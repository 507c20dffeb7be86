//! Frame sequences and their load state.
//!
//! Model:
//! - Each sequence is a numbered run of images at a templated path.
//! - All sequences are concatenated into one global index space, in
//!   declaration order, so sequence 2 frame 0 follows the last frame of
//!   sequence 1.
//! - A frame starts `Pending` and settles exactly once, to `Loaded` (with
//!   its intrinsic size) or `Failed`. Nothing is ever retried.

use serde::{Deserialize, Serialize};

use crate::error::PageError;
use crate::geometry::Size;

/// One image sequence.
#[derive(Clone, Debug, PartialEq, Serialize, Deserialize)]
pub struct SequenceCfg {
    pub name: String,
    /// Path with `{index}` (zero-padded, three digits) and optionally `{sequence}`.
    pub path_template: String,
    pub count: usize,
}

impl SequenceCfg {
    pub fn new(name: &str, path_template: &str, count: usize) -> Self {
        Self {
            name: name.to_string(),
            path_template: path_template.to_string(),
            count,
        }
    }
}

/// Expand a path template for one frame.
///
/// `sequence` is 1-based, matching the resource directory names.
pub fn frame_url(template: &str, sequence: usize, index: usize) -> String {
    template
        .replace("{sequence}", &sequence.to_string())
        .replace("{index}", &format!("{index:03}"))
}

/// Position of a frame inside its own sequence.
#[derive(Copy, Clone, Debug, Eq, PartialEq, Hash, Serialize, Deserialize)]
pub struct FrameRef {
    /// 0-based sequence position.
    pub sequence: usize,
    pub index: usize,
}

#[derive(Copy, Clone, Debug, Default, PartialEq, Serialize, Deserialize)]
pub enum LoadState {
    #[default]
    Pending,
    Loaded {
        width: f64,
        height: f64,
    },
    Failed,
}

#[derive(Clone, Debug, PartialEq, Serialize, Deserialize)]
pub struct Frame {
    pub at: FrameRef,
    pub url: String,
    pub state: LoadState,
}

impl Frame {
    /// Intrinsic size, available only once loaded.
    pub fn size(&self) -> Option<Size> {
        match self.state {
            LoadState::Loaded { width, height } => Some(Size::new(width, height)),
            _ => None,
        }
    }

    #[inline]
    pub fn is_loaded(&self) -> bool {
        matches!(self.state, LoadState::Loaded { .. })
    }
}

/// Every frame of every sequence, in draw order.
#[derive(Clone, Debug, Default)]
pub struct FrameSet {
    frames: Vec<Frame>,
    loaded: usize,
    failed: usize,
}

impl FrameSet {
    pub fn new(sequences: &[SequenceCfg]) -> Self {
        let total = sequences.iter().map(|s| s.count).sum();
        let mut frames = Vec::with_capacity(total);
        for (seq_pos, seq) in sequences.iter().enumerate() {
            for index in 0..seq.count {
                frames.push(Frame {
                    at: FrameRef {
                        sequence: seq_pos,
                        index,
                    },
                    url: frame_url(&seq.path_template, seq_pos + 1, index),
                    state: LoadState::Pending,
                });
            }
        }
        Self {
            frames,
            loaded: 0,
            failed: 0,
        }
    }

    #[inline]
    pub fn len(&self) -> usize {
        self.frames.len()
    }

    #[inline]
    pub fn is_empty(&self) -> bool {
        self.frames.is_empty()
    }

    pub fn get(&self, index: usize) -> Option<&Frame> {
        self.frames.get(index)
    }

    pub fn iter(&self) -> impl Iterator<Item = &Frame> {
        self.frames.iter()
    }

    /// Image URLs in request order.
    pub fn urls(&self) -> impl Iterator<Item = &str> {
        self.frames.iter().map(|f| f.url.as_str())
    }

    pub fn frame_ref(&self, index: usize) -> Option<FrameRef> {
        self.frames.get(index).map(|f| f.at)
    }

    pub fn loaded_count(&self) -> usize {
        self.loaded
    }

    pub fn failed_count(&self) -> usize {
        self.failed
    }

    pub fn pending_count(&self) -> usize {
        self.frames.len() - self.loaded - self.failed
    }

    /// Record a successful load. Returns `false` if the frame had already settled.
    pub fn mark_loaded(&mut self, index: usize, size: Size) -> Result<bool, PageError> {
        let frame = self.frame_mut(index)?;
        if frame.state != LoadState::Pending {
            return Ok(false);
        }
        frame.state = LoadState::Loaded {
            width: size.width,
            height: size.height,
        };
        self.loaded += 1;
        Ok(true)
    }

    /// Record a failed load. Returns `false` if the frame had already settled.
    pub fn mark_failed(&mut self, index: usize) -> Result<bool, PageError> {
        let frame = self.frame_mut(index)?;
        if frame.state != LoadState::Pending {
            return Ok(false);
        }
        frame.state = LoadState::Failed;
        self.failed += 1;
        Ok(true)
    }

    fn frame_mut(&mut self, index: usize) -> Result<&mut Frame, PageError> {
        let total = self.frames.len();
        self.frames
            .get_mut(index)
            .ok_or(PageError::FrameOutOfRange { index, total })
    }
}
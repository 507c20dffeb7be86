//! Best-effort frame preloading: one image request per frame, all at once.

use filmreel_core::PageEvent;
use wasm_bindgen::closure::Closure;
use wasm_bindgen::{JsCast, JsValue};
use web_sys::HtmlImageElement;

/// Owns the image elements and their callbacks. Dropping it unhooks every
/// image, so a late load never reaches a freed closure.
pub struct FrameLoader {
    images: Vec<HtmlImageElement>,
    callbacks: Vec<Closure<dyn FnMut()>>,
}

impl FrameLoader {
    /// Request every url. `notify` receives `FrameLoaded` / `FrameFailed`
    /// with the frame's position in `urls`.
    pub fn start<'a, I, F>(urls: I, notify: F) -> Result<Self, JsValue>
    where
        I: IntoIterator<Item = &'a str>,
        F: Fn(PageEvent) + Clone + 'static,
    {
        let mut loader = Self {
            images: Vec::new(),
            callbacks: Vec::new(),
        };
        for (index, url) in urls.into_iter().enumerate() {
            let img = HtmlImageElement::new()?;

            let onload = {
                let notify = notify.clone();
                let img = img.clone();
                Closure::<dyn FnMut()>::new(move || {
                    notify(PageEvent::FrameLoaded {
                        index,
                        width: img.natural_width() as f64,
                        height: img.natural_height() as f64,
                    })
                })
            };
            let onerror = {
                let notify = notify.clone();
                Closure::<dyn FnMut()>::new(move || notify(PageEvent::FrameFailed { index }))
            };
            img.set_onload(Some(onload.as_ref().unchecked_ref()));
            img.set_onerror(Some(onerror.as_ref().unchecked_ref()));
            img.set_src(url);

            loader.images.push(img);
            loader.callbacks.push(onload);
            loader.callbacks.push(onerror);
        }
        Ok(loader)
    }

    pub fn images(&self) -> &[HtmlImageElement] {
        &self.images
    }

    /// Drop the callbacks; in-flight requests cannot be aborted but no longer report.
    pub fn detach(&mut self) {
        for img in &self.images {
            img.set_onload(None);
            img.set_onerror(None);
        }
        self.callbacks.clear();
    }
}

impl Drop for FrameLoader {
    fn drop(&mut self) {
        self.detach();
    }
}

*YOUR TASK*
Return the entries above unchanged, starting at the first line and stopping after the line with "is ever retried.".

*RESPONSE FOR THIS EXERCISE*
repository 507c20dffeb7be86
//! Frame sequences and their load state.
//!
//! Model:
//! - Each sequence is a numbered run of images at a templated path.
//! - All sequences are concatenated into one global index space, in
//!   declaration order, so sequence 2 frame 0 follows the last frame of
//!   sequence 1.
//! - A frame starts `Pending` and settles exactly once, to `Loaded` (with
//!   its intrinsic size) or `Failed`. Nothing is ever retried.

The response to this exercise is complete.